Il Tribunale ha stabilito che le modifiche unilaterali dei prezzi degli abbonamenti operate nel caso in discussione da Netflix dal 2017 al 2024 sono da considerarsi illegittime, in quanto basate su clausole contrattuali:
prive di giustificato motivo;
contrarie ai principi di trasparenza e buona fede;
in violazione del Codice del Consumo.
Il risultato del primo round giudiziario prevede la restituzione degli aumenti agli utenti;
possibile ripristino delle tariffe originarie;
obbligo per la piattaforma di informare i clienti entro 90 giorni.
I NUMERI DELLA VITTORIA possono calcolarsi fino a:
Alla luce di tale precedente è ora di gridare “BASTA ABUSI DEI POTERI FORTI NEI CONTRATTI DI MASSA E DIGITALI SU WEB”
«Questa sentenza – dichiara l’Avv. Pisani – rappresenta un precedente fondamentale non solo per il caso specifico, ma per l’intero sistema economico digitale.

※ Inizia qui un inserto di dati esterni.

//! PostgreSQL driver adapter.
//!
//! Implements the `DriverConnection` capability interface for PostgreSQL
//! using sqlx. Incoming SQL uses `?` placeholders after parameter-style
//! normalization; this adapter rewrites them to the `$n` form PostgreSQL
//! expects.

use crate::driver::types::{Row, Value};
use crate::driver::{ConnectSpec, DriverConnection};
use crate::error::{Result, UnidbError};
use async_trait::async_trait;
use sqlx::postgres::{PgArguments, PgPool, PgPoolOptions, PgRow};
use sqlx::{Column as SqlxColumn, Row as SqlxRow, TypeInfo};
use std::time::Duration;

/// PostgreSQL adapter. A single-connection pool: the handle owns exactly
/// one live connection.
#[derive(Debug)]
pub struct PostgresDriver {
    pool: PgPool,
}

impl PostgresDriver {
    /// Connects using a `postgres://` connection string.
    pub async fn connect(spec: &ConnectSpec) -> Result<Self> {
        let url = match spec {
            ConnectSpec::Url(url) => url.as_str(),
            ConnectSpec::Parts { .. } => {
                return Err(UnidbError::connection(
                    "postgresql connects with a connection string, not positional arguments",
                ))
            }
        };

        let pool = PgPoolOptions::new()
            .max_connections(1)
            .acquire_timeout(Duration::from_secs(10))
            .connect(url)
            .await
            .map_err(|e| UnidbError::connection(map_connect_error(&e)))?;

        Ok(Self { pool })
    }
}

#[async_trait]
impl DriverConnection for PostgresDriver {
    async fn execute(&self, sql: &str, args: &[Value]) -> Result<i64> {
        let sql = numbered_placeholders(sql);
        let query = bind_args(sqlx::query(&sql), args);
        let outcome = query
            .execute(&self.pool)
            .await
            .map_err(|e| UnidbError::driver(e.to_string()))?;
        Ok(outcome.rows_affected() as i64)
    }

    async fn fetch_all(&self, sql: &str, args: &[Value]) -> Result<(Vec<String>, Vec<Row>)> {
        let sql = numbered_placeholders(sql);
        let query = bind_args(sqlx::query(&sql), args);
        let rows = query
            .fetch_all(&self.pool)
            .await
            .map_err(|e| UnidbError::driver(e.to_string()))?;

        let columns: Vec<String> = rows
            .first()
            .map(|row| row.columns().iter().map(|c| c.name().to_string()).collect())
            .unwrap_or_default();
        let rows = rows.iter().map(convert_row).collect();
        Ok((columns, rows))
    }

    async fn commit(&self) -> Result<()> {
        // Statements run in autocommit mode; nothing is left pending.
        Ok(())
    }

    async fn close(&self) -> Result<()> {
        self.pool.close().await;
        Ok(())
    }
}

/// Rewrites `?` placeholders to `$1..$n`, skipping quoted literals.
fn numbered_placeholders(sql: &str) -> String {
    let mut out = String::with_capacity(sql.len() + 4);
    let mut n = 0;
    let mut in_string = false;
    for ch in sql.chars() {
        match ch {
            '\'' => {
                in_string = !in_string;
                out.push(ch);
            }
            '?' if !in_string => {
                n += 1;
                out.push('$');
                out.push_str(&n.to_string());
            }
            _ => out.push(ch),
        }
    }
    out
}

fn bind_args<'q>(
    mut query: sqlx::query::Query<'q, sqlx::Postgres, PgArguments>,
    args: &[Value],
) -> sqlx::query::Query<'q, sqlx::Postgres, PgArguments> {
    for arg in args {
        query = match arg {
            Value::Null => query.bind(None::<String>),
            Value::Bool(b) => query.bind(*b),
            Value::Int(i) => query.bind(*i),
            Value::Float(f) => query.bind(*f),
            Value::String(s) => query.bind(s.clone()),
            Value::Bytes(b) => query.bind(b.clone()),
        };
    }
    query
}

/// Converts a sqlx PgRow to our Row type.
fn convert_row(row: &PgRow) -> Row {
    row.columns()
        .iter()
        .enumerate()
        .map(|(i, col)| convert_value(row, i, col.type_info().name()))
        .collect()
}

/// Converts a single column value from a PgRow to our Value type.
fn convert_value(row: &PgRow, index: usize, type_name: &str) -> Value {
    match type_name.to_uppercase().as_str() {
        "BOOL" | "BOOLEAN" => row
            .try_get::<Option<bool>, _>(index)
            .ok()
            .flatten()
            .map(Value::Bool)
            .unwrap_or(Value::Null),

        "INT2" | "SMALLINT" => row
            .try_get::<Option<i16>, _>(index)
            .ok()
            .flatten()
            .map(|v| Value::Int(v as i64))
            .unwrap_or(Value::Null),

        "INT4" | "INT" | "INTEGER" => row
            .try_get::<Option<i32>, _>(index)
            .ok()
            .flatten()
            .map(|v| Value::Int(v as i64))
            .unwrap_or(Value::Null),

        "INT8" | "BIGINT" => row
            .try_get::<Option<i64>, _>(index)
            .ok()
            .flatten()
            .map(Value::Int)
            .unwrap_or(Value::Null),

        "FLOAT4" | "REAL" => row
            .try_get::<Option<f32>, _>(index)
            .ok()
            .flatten()
            .map(|v| Value::Float(v as f64))
            .unwrap_or(Value::Null),

        "FLOAT8" | "DOUBLE PRECISION" => row
            .try_get::<Option<f64>, _>(index)
            .ok()
            .flatten()
            .map(Value::Float)
            .unwrap_or(Value::Null),

        "BYTEA" => row
            .try_get::<Option<Vec<u8>>, _>(index)
            .ok()
            .flatten()
            .map(Value::Bytes)
            .unwrap_or(Value::Null),

        // For all other types, try to get as string.
        _ => row
            .try_get::<Option<String>, _>(index)
            .ok()
            .flatten()
            .map(Value::String)
            .unwrap_or(Value::Null),
    }
}

/// Trims sqlx connection errors down to the part worth showing.
fn map_connect_error(error: &sqlx::Error) -> String {
    let text = error.to_string();
    if text.to_lowercase().contains("password authentication failed") {
        "authentication failed, check your credentials".to_string()
    } else {
        text
    }
}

Troppo spesso tutti i generi di cosiddetti ‘contraenti forti’ impongono condizioni criptiche e poco trasparenti, assolutamente vessatorie, confidando nella scarsa consapevolezza ed attenzione dei cittadini, nella difficoltà e nei costi per difendersi. Ma oggi il Tribunale ha ribadito un principio chiaro: la legge vale anche sul web. Le clausole vessatorie restano tali, sempre e comunque, anche se scritte in piccolo, anche se accettate con un click, se sono palesemente illegittime e pregiudizievoli.
«Questa decisione – prosegue Pisani – conferma che:
la trasparenza non è un’opzione
la buona fede è un obbligo
Chi sbaglia deve essere controllato e sanzionato.
Basta con le speculazioni di massa e le modifiche unilaterali imposte senza giustificazione».
In merito alla volontà di Netflix di proporre appello, Pisani precisa:
«Ogni società ha diritto di difendersi in tutti i gradi di giudizio, fino alla Cassazione. Ma una verità resta immutata:
le clausole vessatorie sono e rimangono vessatorie.
E quando violano la legge, devono essere eliminate e risarcite».
«NoiConsumatori.it e la missione 1523.it continueranno a vigilare e ad agire per la tutela da ogni tipo di “violenza economica e digitale”,
per garantire:
• tutela reale dei cittadini
• rispetto delle regole anche nel web
• fine degli abusi sistemici dei grandi operatori
Perché il mercato deve essere libero, ma anche giusto».
«Questa del movimento consumatori non è solo una vittoria giudiziaria. È una vittoria civile. È la prova che i cittadini-consumatori, se uniti e difesi, possono far rispettare i propri diritti anche contro i colossi globali», conclude Pisani.